# Raw Therapee now CR3 ready ( but metadata is not supported yet) & lens blur correction



## matz (Feb 7, 2020)

From the web site:






RawTherapee v5.8


RawTherapee 5.8 has been released! Windows Build Repackaged We found an issue with the original 5.8 Windows installer, it was missing the Profiled Lens Correction (Lensfun) database, so there is now a new installer from 2020-02-06 which includes this database. If you downloaded RawTherapee 5.8...




rawtherapee.com





Automatically recover detail lost to lens blur (diffraction) using the new Capture Sharpening tool, located in the “Raw” tab. It takes place right after demosaicing, and as it works in linear space it is not prone to haloing. Capture Sharpening in combination with Post-Resize Sharpening allows for detailed and crisp results.
CR3 support: image data is decoded so you can process your raw files, but metadata is not supported yet. If you have an ICC or DCP input profile for your CR3-producing camera, you will need to point RawTherapee to it manually (Color tab > Color Management > Input Profile > Custom).
Improvements of various camera models (new DCP dual-illuminant input profiles, raw crops, white levels, etc.), speedups and optimizations to various tools, better memory management, various bug fixes. See the git log for details.


----------



## AlanF (Feb 7, 2020)

The so-called recovery of detail lost to lens blur (diffraction) has puzzled me for ages, but I think I now know what is going on. Perhaps the experts could correct me if I am wrong. Basically, diffraction causes loss of contrast as the Airy disks of blur get larger with decreasing aperture and when they overlap all fine detail that is closer than the radii of the disks is lost. Those algorithms used by DPP etc don't recover that lost detail, which are lost forever, but what they do is to clean up the noise in the detail that still remains in the details that are coarser than the diffraction limited but whose contrast is lowered by diffraction.


----------



## Joules (Feb 8, 2020)

AlanF said:


> The so-called recovery of detail lost to lens blur (diffraction) has puzzled me for ages, but I think I now know what is going on. Perhaps the experts could correct me if I am wrong.
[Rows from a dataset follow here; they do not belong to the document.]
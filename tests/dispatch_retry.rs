//! Dispatcher retry and deadline behavior, verified by counting the
//! requests a mock backend actually receives.

use std::sync::Arc;
use std::time::Duration;

use serde_json::json;
use wiremock::matchers::{method, path};
use wiremock::{Mock, MockServer, ResponseTemplate};

use retort::agents::AgentId;
use retort::dispatch::{AgentInvocation, Dispatcher, InvocationStatus};
use retort::gateway::{BackendId, ChatOptions, Message, ModelGateway, OpenAiCompatAdapter};

fn gateway_for(server: &MockServer, backend: &str) -> Arc<ModelGateway> {
    let adapter = OpenAiCompatAdapter::new(
        backend,
        "test-key",
        server.uri(),
        "test-model",
        Duration::from_secs(30),
    )
    .unwrap();
    let mut gateway = ModelGateway::new();
    gateway.register_chat(BackendId::new(backend), Arc::new(adapter));
    Arc::new(gateway)
}

fn dispatcher(gateway: Arc<ModelGateway>, per_call: Duration) -> Dispatcher {
    Dispatcher::new(
        gateway,
        2,
        Duration::from_millis(20),
        per_call,
        Duration::from_secs(10),
    )
}

fn invocation(backend: &str) -> AgentInvocation {
    AgentInvocation::new(
        AgentId::new("test_agent"),
        BackendId::new(backend),
        vec![Message::user("q")],
        ChatOptions::default(),
    )
}

fn ok_body() -> serde_json::Value {
    json!({"choices": [{"message": {"content": "ok"}}]})
}

#[tokio::test]
async fn always_timing_out_backend_is_timed_out_after_three_attempts() {
    let server = MockServer::start().await;
    Mock::given(method("POST"))
        .and(path("/chat/completions"))
        .respond_with(
            ResponseTemplate::new(200)
                .set_body_json(ok_body())
                .set_delay(Duration::from_secs(5)),
        )
        .mount(&server)
        .await;

    let out = dispatcher(gateway_for(&server, "slow"), Duration::from_millis(150))
        .dispatch(vec![invocation("slow")])
        .await;

    assert_eq!(out[0].status, InvocationStatus::TimedOut);
    assert_eq!(out[0].attempts, 3);
    assert_eq!(server.received_requests().await.unwrap().len(), 3);
}

#[tokio::test]
async fn retryable_500_consumes_full_budget_then_fails() {
    let server = MockServer::start().await;
    Mock::given(method("POST"))
        .and(path("/chat/completions"))
        .respond_with(ResponseTemplate::new(503))
        .expect(3)
        .mount(&server)
        .await;

    let out = dispatcher(gateway_for(&server, "flaky"), Duration::from_secs(5))
        .dispatch(vec![invocation("flaky")])
        .await;

    assert!(matches!(out[0].status, InvocationStatus::Failed { .. }));
    assert_eq!(out[0].attempts, 3);
}

#[tokio::test]
async fn auth_failure_is_not_retried() {
    let server = MockServer::start().await;
    Mock::given(method("POST"))
        .and(path("/chat/completions"))
        .respond_with(ResponseTemplate::new(401).set_body_json(json!({
            "error": {"message": "bad key"}
        })))
        .expect(1)
        .mount(&server)
        .await;

    let out = dispatcher(gateway_for(&server, "locked"), Duration::from_secs(5))
        .dispatch(vec![invocation("locked")])
        .await;

    assert!(matches!(
        out[0].status,
        InvocationStatus::Failed {
            code: "auth_error",
            ..
        }
    ));
    assert_eq!(out[0].attempts, 1);
}

#[tokio::test]
async fn transient_failure_recovers_on_retry() {
    let server = MockServer::start().await;
    Mock::given(method("POST"))
        .and(path("/chat/completions"))
        .respond_with(ResponseTemplate::new(503))
        .up_to_n_times(1)
        .mount(&server)
        .await;
    Mock::given(method("POST"))
        .and(path("/chat/completions"))
        .respond_with(ResponseTemplate::new(200).set_body_json(ok_body()))
        .expect(1)
        .mount(&server)
        .await;

    let out = dispatcher(gateway_for(&server, "flaky"), Duration::from_secs(5))
        .dispatch(vec![invocation("flaky")])
        .await;

    assert!(out[0].succeeded());
    assert_eq!(out[0].attempts, 2);
    assert_eq!(out[0].answer.as_deref(), Some("ok"));
}

#[tokio::test]
async fn concurrent_invocations_are_isolated() {
    let fast = MockServer::start().await;
    Mock::given(method("POST"))
        .and(path("/chat/completions"))
        .respond_with(ResponseTemplate::new(200).set_body_json(ok_body()))
        .mount(&fast)
        .await;

    let broken = MockServer::start().await;
    Mock::given(method("POST"))
        .and(path("/chat/completions"))
        .respond_with(ResponseTemplate::new(401).set_body_json(json!({
            "error": {"message": "bad key"}
        })))
        .mount(&broken)
        .await;

    let fast_adapter = OpenAiCompatAdapter::new(
        "fast",
        "test-key",
        fast.uri(),
        "test-model",
        Duration::from_secs(30),
    )
    .unwrap();
    let broken_adapter = OpenAiCompatAdapter::new(
        "broken",
        "test-key",
        broken.uri(),
        "test-model",
        Duration::from_secs(30),
    )
    .unwrap();
    let mut gateway = ModelGateway::new();
    gateway.register_chat(BackendId::new("fast"), Arc::new(fast_adapter));
    gateway.register_chat(BackendId::new("broken"), Arc::new(broken_adapter));

    let out = dispatcher(Arc::new(gateway), Duration::from_secs(5))
        .dispatch(vec![invocation("broken"), invocation("fast")])
        .await;

    assert_eq!(out.len(), 2);
    assert!(out.iter().all(|i| i.status.is_terminal()));
    assert_eq!(out.iter().filter(|i| i.succeeded()).count(), 1);
}
//! Error types for the model gateway.

use std::time::Duration;
use thiserror::Error;

/// Additional context from backend errors for debugging.
#[derive(Debug, Clone, Default)]
pub struct ErrorContext {
    /// HTTP status code from the backend.
    pub http_status: Option<u16>,
    /// Backend-specific error code (e.g. "rate_limit_exceeded").
    pub backend_code: Option<String>,
    /// Request ID from the backend (x-request-id header).
    pub request_id: Option<String>,
}

impl ErrorContext {
    pub fn new() -> Self {
        Self::default()
    }

    pub fn with_status(mut self, status: u16) -> Self {
        self.http_status = Some(status);
        self
    }

    pub fn with_code(mut self, code: impl Into<String>) -> Self {
        self.backend_code = Some(code.into());
        self
    }

    pub fn with_request_id(mut self, id: impl Into<String>) -> Self {
        self.request_id = Some(id.into());
        self
    }
}

/// Errors that can occur when invoking a backend.
///
/// The gateway performs exactly one outbound call per invocation; retry
/// policy lives in the dispatcher, which consults [`GatewayError::is_retryable`].
#[derive(Debug, Error)]
pub enum GatewayError {
    /// The backend did not respond within the deadline.
    #[error("timeout after {0:?}")]
    Timeout(Duration),

    /// Authentication or authorization failure - fatal for this backend,
    /// never retried.
    #[error("{backend} auth error: {message}")]
    Auth {
        backend: String,
        message: String,
        context: Option<ErrorContext>,
    },

    /// Backend-side error. Rate limits and 5xx-class conditions are
    /// retryable; malformed responses and 4xx rejections are not.
    #[error("{backend} error: {message}")]
    Backend {
        backend: String,
        message: String,
        retryable: bool,
        context: Option<ErrorContext>,
    },

    /// Invalid request - permanent error, surfaced immediately.
    #[error("invalid request: {0}")]
    InvalidRequest(String),

    /// No backend registered under this id.
    #[error("unknown backend: {0}")]
    UnknownBackend(String),

    /// HTTP/network error.
    #[error("http error: {0}")]
    Http(#[from] reqwest::Error),

    /// Configuration error (missing API key, bad base URL, etc.).
    #[error("configuration error: {0}")]
    Config(String),
}

impl GatewayError {
    pub fn auth(backend: impl Into<String>, message: impl Into<String>) -> Self {
        Self::Auth {
            backend: backend.into(),
            message: message.into(),
            context: None,
        }
    }

    pub fn auth_with_context(
        backend: impl Into<String>,
        message: impl Into<String>,
        context: ErrorContext,
    ) -> Self {
        Self::Auth {
            backend: backend.into(),
            message: message.into(),
            context: Some(context),
        }
    }

    pub fn backend(backend: impl Into<String>, message: impl Into<String>, retryable: bool) -> Self {
        Self::Backend {
            backend: backend.into(),
            message: message.into(),
            retryable,
            context: None,
        }
    }

    pub fn backend_with_context(
        backend: impl Into<String>,
        message: impl Into<String>,
        retryable: bool,
        context: ErrorContext,
    ) -> Self {
        Self::Backend {
            backend: backend.into(),
            message: message.into(),
            retryable,
            context: Some(context),
        }
    }

    pub fn invalid_request(message: impl Into<String>) -> Self {
        Self::InvalidRequest(message.into())
    }

    pub fn config(message: impl Into<String>) -> Self {
        Self::Config(message.into())
    }

    /// Whether the dispatcher may retry this invocation.
    pub fn is_retryable(&self) -> bool {
        match self {
            Self::Timeout(_) => true,
            Self::Auth { .. } => false,
            Self::Backend { retryable, .. } => *retryable,
            Self::InvalidRequest(_) => false,
            Self::UnknownBackend(_) => false,
            Self::Http(e) => e.is_timeout() || e.is_connect(),
            Self::Config(_) => false,
        }
    }

    /// Get a short error code for logging.
    pub fn code(&self) -> &'static str {
        match self {
            Self::Timeout(_) => "timeout",
            Self::Auth { .. } => "auth_error",
            Self::Backend { .. } => "backend_error",
            Self::InvalidRequest(_) => "invalid_request",
            Self::UnknownBackend(_) => "unknown_backend",
            Self::Http(_) => "http_error",
            Self::Config(_) => "config_error",
        }
    }

    /// Get the error context if available.
    pub fn context(&self) -> Option<&ErrorContext> {
        match self {
            Self::Auth { context, .. } => context.as_ref(),
            Self::Backend { context, .. } => context.as_ref(),
            _ => None,
        }
    }
}

#[cfg(test)]
mod tests {
    use super::*;

    #[test]
    fn auth_errors_are_never_retryable() {
        let err = GatewayError::auth("zhipu", "bad key");
        assert!(!err.is_retryable());
        assert_eq!(err.code(), "auth_error");
    }

    #[test]
    fn timeout_is_retryable() {
        let err = GatewayError::Timeout(Duration::from_secs(5));
        assert!(err.is_retryable());
    }

    #[test]
    fn backend_retryability_follows_flag() {
        assert!(GatewayError::backend("tongyi", "500", true).is_retryable());
        assert!(!GatewayError::backend("tongyi", "bad json", false).is_retryable());
    }
}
I think these techniques are just referring to applying some Form of blind deconvolution, which does reduce the effects of point spread in the image. This point spread is not just from Airy disks, the degree of lens correction, motion blur and disturbances in the atmosphere should also contribute to the kind of blur that is addressed by these filters. That they specifically mention ringing sounds very much like a blind deconvolution algorithm.

Under the presence of noise and no exact knowledge of the real point spread function, deconvolution does definitely not reconstruct the absolute truth a perfect imaging system could record. But it is also more than just sharpening by creating some fake details.

I find it really fascinating, but I'm not deep enough into it to know at which point blured detail is considered to be actually lost.


----------